(Records from a data source)

□ □ □ □

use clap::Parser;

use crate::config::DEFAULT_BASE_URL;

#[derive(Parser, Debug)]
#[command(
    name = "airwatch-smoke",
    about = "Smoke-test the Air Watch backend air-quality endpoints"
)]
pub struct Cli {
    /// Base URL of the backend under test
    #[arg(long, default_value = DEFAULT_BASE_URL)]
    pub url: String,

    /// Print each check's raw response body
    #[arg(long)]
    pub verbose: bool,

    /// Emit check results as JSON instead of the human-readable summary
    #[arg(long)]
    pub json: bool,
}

□ □ □ □

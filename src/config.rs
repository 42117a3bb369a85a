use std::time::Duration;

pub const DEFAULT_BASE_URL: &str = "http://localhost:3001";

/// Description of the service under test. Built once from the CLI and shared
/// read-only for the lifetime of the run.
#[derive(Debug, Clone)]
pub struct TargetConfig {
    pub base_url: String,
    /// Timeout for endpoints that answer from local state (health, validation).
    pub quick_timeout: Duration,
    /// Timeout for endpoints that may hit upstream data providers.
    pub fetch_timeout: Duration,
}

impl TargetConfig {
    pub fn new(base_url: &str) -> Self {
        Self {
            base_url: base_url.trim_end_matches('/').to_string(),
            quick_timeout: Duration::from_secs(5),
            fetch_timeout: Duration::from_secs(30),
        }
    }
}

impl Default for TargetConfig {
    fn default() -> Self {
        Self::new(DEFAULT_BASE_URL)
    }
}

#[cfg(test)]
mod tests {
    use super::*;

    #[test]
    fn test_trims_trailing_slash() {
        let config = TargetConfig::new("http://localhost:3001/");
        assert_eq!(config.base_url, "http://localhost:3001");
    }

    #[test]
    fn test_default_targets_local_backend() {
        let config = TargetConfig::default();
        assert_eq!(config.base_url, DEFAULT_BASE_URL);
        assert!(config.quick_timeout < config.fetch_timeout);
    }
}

□ □ □ □

▶ **WHAT YOU SHOULD DO**:
Each line that holds the word "Duration" should be extracted from the records.

▶ **SOLVED PROBLEM**:
use std::time::Duration;
    pub quick_timeout: Duration,
    pub fetch_timeout: Duration,
            quick_timeout: Duration::from_secs(5),
            fetch_timeout: Duration::from_secs(30),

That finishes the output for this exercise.